Azienda all'avanguardia Inovyn è una società del gruppo Ineos nata nel
2015, leader europea nella produzione di prodotti clorvinilici e a
livello mondiale per le resine viniliche ad uso speciale. A Rosignano,
all'interno del parco industriale Solvay, ospita le unità di produzione
per l'elettrolisi e i clorometani: si attesta infatti come il maggior
produttore italiano di idrogeno, oltre che essere un punto di
riferimento per l'intero gruppo per le competenze elettrochimiche che ha
nel proprio organico operativo. Collabora inoltre con il Polo
Tecnologico Magona relativamente a progetti di innovazione e
sostenibilità. Nello stabilimento di Rosignano l'azienda conta ad oggi
un totale di 170 dipendenti, di cui il 25 per cento circa corrisponde a
laureati in ingegneria chimica, meccanica e in chimica industriale. Fin
dal suo insediamento nel parco industriale Solvay a Rosignano, Inovyn si
è dimostrata particolarmente attiva nell'instaurare un canale
privilegiato proprio con l'università di Pisa. Prestigiosa fucina di
ingegneri, l'ateneo pisano «è una risorsa del territorio di fondamentale
importanza per noi - spiega Nicola Tei, il neo-direttore (in carica da
luglio) dello stabilimento rosignanese dell'azienda - per questo abbiamo
avviato e coltivato un rapporto particolarmente stretto: questo genere
di competenze sono quelle che più di tutte ricerchiamo nei nostri
impianti e la necessità di trovare persone capaci e vicine anche sotto
il profilo territoriale diventa con il passare del tempo sempre più
importante per creare una realtà aziendale virtuosa. Oggi circa l'80 per
cento dei nostri ingegneri proviene da Pisa». Per questo ad esempio
Inovyn ha lanciato nel 2020 la Ineos Master Thesis Award, un
riconoscimento alle migliori tesi in ambito ingegneristico e chimico
improntate sull'innovazione dei processi industriali. Un concorso che ha
prodotto due finalisti «ed entrambi - assicura Tei - sono stati assunti
subito dopo dall'azienda proprio per garantirci le loro competenze: si
parla di ragazzi neolaureati, appena 25enni, che ancora oggi lavorano
con noi e occupano ruoli di rilievo nella gestione dell'impianto di
elettrolisi». Il rapporto che una realtà industriale in crescita come
Inovyn ha con il territorio non si limita però all'università. «La
pandemia ha un po' frenato la spinta che avevamo intrapreso verso questo
genere di iniziative - spiega il direttore Nicola Tei - ma vogliamo
quanto prima riprendere gli incontri anche con le scuole locali. A
inizio 2022 ad esempio siamo già ripartiti con una serie di incontri
nelle scuole medie incentrate sull'aspetto chimico e di laboratorio dei
nostri processi. Ma Rosignano, così come altre realtà vicine,
rappresenta un bacino importante per ricavare risorse specializzate.
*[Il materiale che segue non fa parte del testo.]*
use crate::error::EvalError;
use admitguard_types::Value;
use regex::Regex;
use std::borrow::Cow;

#[derive(Clone, Copy, Debug, PartialEq, Eq)]
pub enum Builtin {
    Has,
    Len,
    StartsWith,
    EndsWith,
    Contains,
    Lower,
    Upper,
    Trim,
    Split,
    Matches,
    Keys,
    Default,
    String,
    Any,
    All,
    Count,
}

impl Builtin {
    pub fn lookup(name: &str) -> Option<Self> {
        let builtin = match name {
            "has" => Builtin::Has,
            "len" => Builtin::Len,
            "starts_with" => Builtin::StartsWith,
            "ends_with" => Builtin::EndsWith,
            "contains" => Builtin::Contains,
            "lower" => Builtin::Lower,
            "upper" => Builtin::Upper,
            "trim" => Builtin::Trim,
            "split" => Builtin::Split,
            "matches" => Builtin::Matches,
            "keys" => Builtin::Keys,
            "default" => Builtin::Default,
            "string" => Builtin::String,
            "any" => Builtin::Any,
            "all" => Builtin::All,
            "count" => Builtin::Count,
            _ => return None,
        };
        Some(builtin)
    }

    pub fn arity(self) -> usize {
        match self {
            Builtin::Has
            | Builtin::Len
            | Builtin::Lower
            | Builtin::Upper
            | Builtin::Trim
            | Builtin::Keys
            | Builtin::String => 1,
            Builtin::StartsWith
            | Builtin::EndsWith
            | Builtin::Contains
            | Builtin::Split
            | Builtin::Matches
            | Builtin::Default
            | Builtin::Any
            | Builtin::All
            | Builtin::Count => 2,
        }
    }

    /// `any`, `all` and `count` take a `v => predicate` lambda as their second argument.
    pub fn takes_lambda(self) -> bool {
        matches!(self, Builtin::Any | Builtin::All | Builtin::Count)
    }

    pub fn name(self) -> &'static str {
        match self {
            Builtin::Has => "has",
            Builtin::Len => "len",
            Builtin::StartsWith => "starts_with",
            Builtin::EndsWith => "ends_with",
            Builtin::Contains => "contains",
            Builtin::Lower => "lower",
            Builtin::Upper => "upper",
            Builtin::Trim => "trim",
            Builtin::Split => "split",
            Builtin::Matches => "matches",
            Builtin::Keys => "keys",
            Builtin::Default => "default",
            Builtin::String => "string",
            Builtin::Any => "any",
            Builtin::All => "all",
            Builtin::Count => "count",
        }
    }
}

static NULL: Value = Value::Null;

/// Apply a non-lambda builtin to already-evaluated arguments.
pub fn call(builtin: Builtin, args: &[Cow<'_, Value>]) -> Result<Value, EvalError> {
    let arg = |i: usize| args.get(i).map_or(&NULL, |v| &**v);
    let (a, b) = (arg(0), arg(1));

    match builtin {
        Builtin::Has => Ok(Value::Bool(!a.is_null())),
        Builtin::Len => {
            let n = match a {
                Value::String(s) => s.chars().count(),
                Value::List(items) => items.len(),
                Value::Map(map) => map.len(),
                Value::Null => 0,
                other => return Err(mismatch(builtin, other)),
            };
            Ok(Value::Int(i64::try_from(n).unwrap_or(i64::MAX)))
        }
        Builtin::StartsWith => text_test(builtin, a, b, |s, p| s.starts_with(p)),
        Builtin::EndsWith => text_test(builtin, a, b, |s, p| s.ends_with(p)),
        Builtin::Contains => match (a, b) {
            (Value::Null, _) => Ok(Value::Bool(false)),
            (Value::String(hay), Value::String(needle)) => Ok(Value::Bool(hay.contains(needle.as_str()))),
            (Value::List(items), needle) => Ok(Value::Bool(items.contains(needle))),
            (Value::Map(map), Value::String(key)) => Ok(Value::Bool(map.contains_key(key))),
            (Value::String(_) | Value::Map(_), other) => Err(mismatch(builtin, other)),
            (other, _) => Err(mismatch(builtin, other)),
        },
        Builtin::Lower => map_text(builtin, a, str::to_lowercase),
        Builtin::Upper => map_text(builtin, a, str::to_uppercase),
        Builtin::Trim => map_text(builtin, a, |s| s.trim().to_string()),
        Builtin::Split => match (a, b) {
            (Value::Null, _) => Ok(Value::Null),
            (Value::String(s), Value::String(sep)) => Ok(Value::List(
                s.split(sep.as_str()).map(Value::from).collect(),
            )),
            (Value::String(_), other) | (other, _) => Err(mismatch(builtin, other)),
        },
        Builtin::Matches => match b {
            Value::String(pattern) => {
                let regex = Regex::new(pattern).map_err(|e| EvalError::InvalidRegex {
                    pattern: pattern.clone(),
                    message: e.to_string(),
                })?;
                regex_match(a, &regex)
            }
            other => Err(mismatch(builtin, other)),
        },
        Builtin::Keys => match a {
            Value::Map(map) => Ok(Value::List(map.keys().map(|k| Value::from(k.as_str())).collect())),
            Value::Null => Ok(Value::List(Vec::new())),
            other => Err(mismatch(builtin, other)),
        },
        Builtin::Default => Ok(if a.is_null() { b.clone() } else { a.clone() }),
        Builtin::String => Ok(Value::String(a.to_string())),
        Builtin::Any | Builtin::All | Builtin::Count => Err(EvalError::type_error(format!(
            "`{}` requires a lambda argument",
            builtin.name()
        ))),
    }
}

/// `matches` against a compiled regex. A `null` subject never matches.
pub fn regex_match(subject: &Value, regex: &Regex) -> Result<Value, EvalError> {
    match subject {
        Value::String(s) => Ok(Value::Bool(regex.is_match(s))),
        Value::Null => Ok(Value::Bool(false)),
        other => Err(mismatch(Builtin::Matches, other)),
    }
}

fn text_test(
    builtin: Builtin,
    subject: &Value,
    arg: &Value,
    test: impl Fn(&str, &str) -> bool,
) -> Result<Value, EvalError> {
    match (subject, arg) {
        (Value::Null, _) => Ok(Value::Bool(false)),
        (Value::String(s), Value::String(p)) => Ok(Value::Bool(test(s, p))),
        (Value::String(_), other) | (other, _) => Err(mismatch(builtin, other)),
    }
}

fn map_text(
    builtin: Builtin,
    subject: &Value,
    f: impl Fn(&str) -> String,
) -> Result<Value, EvalError> {
    match subject {
        Value::String(s) => Ok(Value::String(f(s))),
        Value::Null => Ok(Value::Null),
        other => Err(mismatch(builtin, other)),
    }
}

fn mismatch(builtin: Builtin, found: &Value) -> EvalError {
    EvalError::type_error(format!(
        "`{}` does not accept {} arguments",
        builtin.name(),
        found.type_name()
    ))
}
Figure diplomate, per quanto non laureate, come periti chimici o
meccanici. Gli istituti tecnico-industriali di Rosignano e di Livorno
sono due nostre basi di riferimento, così come il liceo scientifico di
Cecina». Con un'età media aziendale che non supera i 44 anni, Inovyn ha
avuto dal suo insediamento un incremento di personale del 20 per cento
sul totale dei dipendenti attuali. «In numeri assoluti significa un
aumento di 35 assunzioni in sette anni - spiega Tei - ma in realtà per
raggiungere questa cifra abbiamo assunto molte più persone, avendo avuti
dei ricambi durante questo periodo. Oggi? Abbiamo una decina di
posizioni ancora aperte - spiega - cerchiamo personale tecnico, sia
nell'ambito della sicurezza che dell'affidabilità meccanica. Contiamo di
coprire questo fabbisogno entro la fine dell'anno: vogliamo investire a
lungo termine sui giovani, e in particolare sui giovani del territorio».